• [Work task]
Go through the data below. List every line that holds the word "nightly".

• [Exercise materials]
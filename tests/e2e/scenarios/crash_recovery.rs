use crate::harness::{Assertion, Scenario};

#[test]
fn test_torn_line_is_skipped_and_isolated() {
    Scenario::new("torn_line")
        .capture("a", "Deadlock in job scheduler")
        .torn_write("{\"id\": \"f-0bad\", \"title\": \"half writ")
        .crash()
        .restart()
        .assert_count(1)
        .assert(Assertion::CorruptLineCount(1))
        // The next append starts on a fresh line.
        .capture("b", "Unchecked array index")
        .assert_count(2)
        .assert_log_lines(3)
        .assert(Assertion::CorruptLineCount(1))
        .run()
        .unwrap();
}

#[test]
fn test_compaction_drops_torn_line() {
    Scenario::new("compaction_drops_torn_line")
        .capture("a", "Deadlock in job scheduler")
        .torn_write("{\"id\": \"f-0bad\"")
        .crash()
        .restart()
        .compact()
        .assert_log_lines(1)
        .assert(Assertion::CorruptLineCount(0))
        .assert_verify_clean()
        .run()
        .unwrap();
}

#[test]
fn test_deleted_index_is_rebuilt() {
    Scenario::new("deleted_index")
        .capture("a", "Deadlock in job scheduler")
        .capture("b", "Unchecked array index")
        .resolve("b", "Bounds check added")
        .crash()
        .delete_index()
        .restart()
        .assert(Assertion::IndexMissing)
        .assert_count(2)
        .assert(Assertion::IndexExists)
        .assert_version("b", 2)
        .assert_verify_clean()
        .run()
        .unwrap();
}

#[test]
fn test_corrupt_index_is_rebuilt() {
    Scenario::new("corrupt_index")
        .capture("a", "Deadlock in job scheduler")
        .crash()
        .corrupt_index()
        .restart()
        .assert(Assertion::VerifyNeedsRebuild)
        .assert_count(1)
        .assert_title("a", "Deadlock in job scheduler")
        .assert_verify_clean()
        .run()
        .unwrap();
}

#[test]
fn test_explicit_rebuild_matches_log() {
    Scenario::new("explicit_rebuild")
        .capture("a", "Deadlock in job scheduler")
        .retitle("a", "Deadlock in nightly job scheduler")
        .rebuild()
        .assert_title("a", "Deadlock in nightly job scheduler")
        .assert_version("a", 2)
        .assert_verify_clean()
        .run()
        .unwrap();
}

• [The completed task]
        .retitle("a", "Deadlock in nightly job scheduler")
        .assert_title("a", "Deadlock in nightly job scheduler")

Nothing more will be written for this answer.